Saved entries

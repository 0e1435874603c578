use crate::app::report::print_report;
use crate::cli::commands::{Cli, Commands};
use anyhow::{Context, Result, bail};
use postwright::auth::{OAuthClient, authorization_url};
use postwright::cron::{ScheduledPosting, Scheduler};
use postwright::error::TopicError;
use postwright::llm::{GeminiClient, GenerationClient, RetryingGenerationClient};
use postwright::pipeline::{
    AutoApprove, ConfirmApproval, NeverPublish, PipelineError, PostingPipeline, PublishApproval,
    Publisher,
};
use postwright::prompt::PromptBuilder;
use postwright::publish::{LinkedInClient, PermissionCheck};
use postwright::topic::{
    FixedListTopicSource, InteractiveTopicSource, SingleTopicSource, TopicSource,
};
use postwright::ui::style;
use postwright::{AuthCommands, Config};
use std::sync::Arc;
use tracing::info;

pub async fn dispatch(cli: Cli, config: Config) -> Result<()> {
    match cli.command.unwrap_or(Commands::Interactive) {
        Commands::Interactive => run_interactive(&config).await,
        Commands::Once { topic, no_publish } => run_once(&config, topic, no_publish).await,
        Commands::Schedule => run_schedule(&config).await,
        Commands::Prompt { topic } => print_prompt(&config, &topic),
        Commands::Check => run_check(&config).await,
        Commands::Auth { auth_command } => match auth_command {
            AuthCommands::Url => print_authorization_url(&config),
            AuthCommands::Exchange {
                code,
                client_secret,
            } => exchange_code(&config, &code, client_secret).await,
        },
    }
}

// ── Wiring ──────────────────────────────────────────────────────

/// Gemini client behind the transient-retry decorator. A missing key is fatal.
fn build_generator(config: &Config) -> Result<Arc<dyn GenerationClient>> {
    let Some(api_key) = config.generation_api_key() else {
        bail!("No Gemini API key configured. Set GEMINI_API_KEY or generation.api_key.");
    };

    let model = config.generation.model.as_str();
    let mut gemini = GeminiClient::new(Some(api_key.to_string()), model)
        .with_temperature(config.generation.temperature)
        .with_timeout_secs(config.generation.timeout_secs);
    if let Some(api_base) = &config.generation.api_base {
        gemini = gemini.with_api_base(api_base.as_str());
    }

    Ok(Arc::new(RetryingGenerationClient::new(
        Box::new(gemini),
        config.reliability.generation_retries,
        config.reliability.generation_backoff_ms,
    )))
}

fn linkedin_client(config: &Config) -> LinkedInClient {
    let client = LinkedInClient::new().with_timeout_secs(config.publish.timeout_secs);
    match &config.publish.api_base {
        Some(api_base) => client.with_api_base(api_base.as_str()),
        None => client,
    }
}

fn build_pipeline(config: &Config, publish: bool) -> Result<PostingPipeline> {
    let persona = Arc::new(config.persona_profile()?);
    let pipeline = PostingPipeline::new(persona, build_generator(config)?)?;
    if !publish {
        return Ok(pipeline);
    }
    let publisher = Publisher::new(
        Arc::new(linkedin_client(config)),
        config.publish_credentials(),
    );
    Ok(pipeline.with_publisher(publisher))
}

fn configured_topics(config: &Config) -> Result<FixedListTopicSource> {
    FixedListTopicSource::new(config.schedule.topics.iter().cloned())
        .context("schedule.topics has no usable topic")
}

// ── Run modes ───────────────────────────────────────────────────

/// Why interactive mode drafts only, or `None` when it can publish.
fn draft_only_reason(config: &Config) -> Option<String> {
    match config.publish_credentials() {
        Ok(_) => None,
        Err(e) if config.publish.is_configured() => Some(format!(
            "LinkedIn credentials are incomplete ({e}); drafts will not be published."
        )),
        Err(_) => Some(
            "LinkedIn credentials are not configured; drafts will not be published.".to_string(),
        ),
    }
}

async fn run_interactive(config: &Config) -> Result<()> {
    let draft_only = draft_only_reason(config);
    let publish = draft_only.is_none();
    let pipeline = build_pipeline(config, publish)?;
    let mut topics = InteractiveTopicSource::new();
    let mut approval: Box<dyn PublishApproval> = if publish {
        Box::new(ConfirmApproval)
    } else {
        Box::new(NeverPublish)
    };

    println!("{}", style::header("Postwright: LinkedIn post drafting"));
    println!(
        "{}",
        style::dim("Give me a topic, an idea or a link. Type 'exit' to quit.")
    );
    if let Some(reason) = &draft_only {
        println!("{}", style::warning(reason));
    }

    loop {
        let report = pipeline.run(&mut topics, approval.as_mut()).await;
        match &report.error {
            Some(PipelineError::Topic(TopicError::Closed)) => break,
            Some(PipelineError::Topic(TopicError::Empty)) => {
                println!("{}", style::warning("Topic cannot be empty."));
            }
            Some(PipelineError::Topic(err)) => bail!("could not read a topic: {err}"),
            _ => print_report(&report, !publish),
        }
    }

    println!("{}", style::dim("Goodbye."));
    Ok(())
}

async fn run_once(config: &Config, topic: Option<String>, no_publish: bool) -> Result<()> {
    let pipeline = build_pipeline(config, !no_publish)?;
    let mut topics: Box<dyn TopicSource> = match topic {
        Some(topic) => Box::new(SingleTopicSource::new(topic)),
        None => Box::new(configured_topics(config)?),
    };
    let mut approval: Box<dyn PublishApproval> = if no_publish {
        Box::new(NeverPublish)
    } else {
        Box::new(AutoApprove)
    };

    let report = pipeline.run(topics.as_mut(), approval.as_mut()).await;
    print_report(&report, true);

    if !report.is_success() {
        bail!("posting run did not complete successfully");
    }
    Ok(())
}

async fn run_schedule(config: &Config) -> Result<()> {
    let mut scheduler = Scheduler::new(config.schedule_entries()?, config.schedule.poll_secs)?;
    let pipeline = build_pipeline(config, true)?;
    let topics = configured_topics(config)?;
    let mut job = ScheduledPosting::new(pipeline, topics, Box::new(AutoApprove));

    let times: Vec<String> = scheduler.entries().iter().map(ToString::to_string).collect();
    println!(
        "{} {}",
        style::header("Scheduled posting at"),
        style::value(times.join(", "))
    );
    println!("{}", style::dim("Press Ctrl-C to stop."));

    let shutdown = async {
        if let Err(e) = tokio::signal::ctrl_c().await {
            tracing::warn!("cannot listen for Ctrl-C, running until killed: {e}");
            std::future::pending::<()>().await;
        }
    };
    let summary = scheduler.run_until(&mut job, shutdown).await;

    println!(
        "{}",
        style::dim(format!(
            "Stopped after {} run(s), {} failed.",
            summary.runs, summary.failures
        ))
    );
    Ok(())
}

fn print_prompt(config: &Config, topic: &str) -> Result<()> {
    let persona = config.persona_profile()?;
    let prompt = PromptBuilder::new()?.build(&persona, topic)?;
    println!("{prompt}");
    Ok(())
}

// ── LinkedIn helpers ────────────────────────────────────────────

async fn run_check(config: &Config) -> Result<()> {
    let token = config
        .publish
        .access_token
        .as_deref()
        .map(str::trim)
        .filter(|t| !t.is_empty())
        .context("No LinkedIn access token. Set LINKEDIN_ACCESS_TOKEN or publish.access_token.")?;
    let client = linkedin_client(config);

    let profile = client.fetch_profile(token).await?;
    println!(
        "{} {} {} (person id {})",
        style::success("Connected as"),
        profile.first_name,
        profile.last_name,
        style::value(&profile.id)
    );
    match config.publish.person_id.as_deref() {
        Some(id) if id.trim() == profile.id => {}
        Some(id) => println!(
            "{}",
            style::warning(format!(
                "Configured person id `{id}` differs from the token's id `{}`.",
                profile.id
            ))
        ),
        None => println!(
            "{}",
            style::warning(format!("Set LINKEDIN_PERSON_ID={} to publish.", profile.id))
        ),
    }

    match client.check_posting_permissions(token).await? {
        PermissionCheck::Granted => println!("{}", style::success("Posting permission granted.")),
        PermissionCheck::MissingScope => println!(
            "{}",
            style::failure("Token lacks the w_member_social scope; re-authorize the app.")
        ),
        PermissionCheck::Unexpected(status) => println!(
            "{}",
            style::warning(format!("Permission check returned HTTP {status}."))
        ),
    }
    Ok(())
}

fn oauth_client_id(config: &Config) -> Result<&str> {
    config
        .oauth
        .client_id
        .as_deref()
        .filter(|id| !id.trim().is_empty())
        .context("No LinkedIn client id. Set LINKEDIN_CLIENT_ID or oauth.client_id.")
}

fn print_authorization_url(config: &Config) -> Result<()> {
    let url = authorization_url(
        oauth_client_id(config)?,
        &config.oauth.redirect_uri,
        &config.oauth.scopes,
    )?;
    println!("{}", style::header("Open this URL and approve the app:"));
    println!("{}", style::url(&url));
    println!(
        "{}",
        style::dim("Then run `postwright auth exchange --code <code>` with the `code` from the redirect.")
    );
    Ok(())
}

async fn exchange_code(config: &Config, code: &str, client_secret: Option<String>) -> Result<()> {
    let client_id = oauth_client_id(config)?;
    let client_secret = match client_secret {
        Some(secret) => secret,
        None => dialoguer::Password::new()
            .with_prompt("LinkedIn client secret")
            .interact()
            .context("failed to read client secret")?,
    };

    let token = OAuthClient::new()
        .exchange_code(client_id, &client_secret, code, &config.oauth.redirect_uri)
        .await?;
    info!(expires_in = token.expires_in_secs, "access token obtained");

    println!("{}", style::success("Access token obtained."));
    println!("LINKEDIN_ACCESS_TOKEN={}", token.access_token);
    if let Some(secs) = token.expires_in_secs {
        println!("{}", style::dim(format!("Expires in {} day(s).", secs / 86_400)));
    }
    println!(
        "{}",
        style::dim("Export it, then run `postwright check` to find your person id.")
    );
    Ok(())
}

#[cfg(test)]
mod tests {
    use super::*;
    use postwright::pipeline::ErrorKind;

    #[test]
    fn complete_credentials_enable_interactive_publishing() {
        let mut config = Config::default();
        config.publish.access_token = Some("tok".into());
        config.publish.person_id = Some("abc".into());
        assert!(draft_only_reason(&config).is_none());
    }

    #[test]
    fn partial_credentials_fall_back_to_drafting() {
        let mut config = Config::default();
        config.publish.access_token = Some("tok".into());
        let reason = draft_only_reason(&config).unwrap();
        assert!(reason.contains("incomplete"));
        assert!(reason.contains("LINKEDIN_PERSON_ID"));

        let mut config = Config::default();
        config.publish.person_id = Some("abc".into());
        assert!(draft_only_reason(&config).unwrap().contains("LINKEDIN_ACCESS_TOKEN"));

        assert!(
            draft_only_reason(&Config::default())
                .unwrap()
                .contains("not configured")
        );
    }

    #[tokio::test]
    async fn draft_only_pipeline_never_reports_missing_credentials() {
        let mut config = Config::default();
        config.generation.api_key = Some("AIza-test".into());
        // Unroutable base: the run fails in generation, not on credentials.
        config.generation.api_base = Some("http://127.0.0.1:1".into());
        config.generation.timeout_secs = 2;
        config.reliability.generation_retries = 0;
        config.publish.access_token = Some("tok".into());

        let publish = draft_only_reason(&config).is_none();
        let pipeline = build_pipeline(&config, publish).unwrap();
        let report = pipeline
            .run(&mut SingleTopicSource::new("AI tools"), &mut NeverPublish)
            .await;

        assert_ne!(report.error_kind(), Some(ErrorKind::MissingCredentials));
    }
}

• _DESCRIPTION OF THE TASK_
Reproduce each line of the records in which the string "RetryingGenerationClient" appears.

• _RESPONSE TO THIS TASK_
use postwright::llm::{GeminiClient, GenerationClient, RetryingGenerationClient};
    Ok(Arc::new(RetryingGenerationClient::new(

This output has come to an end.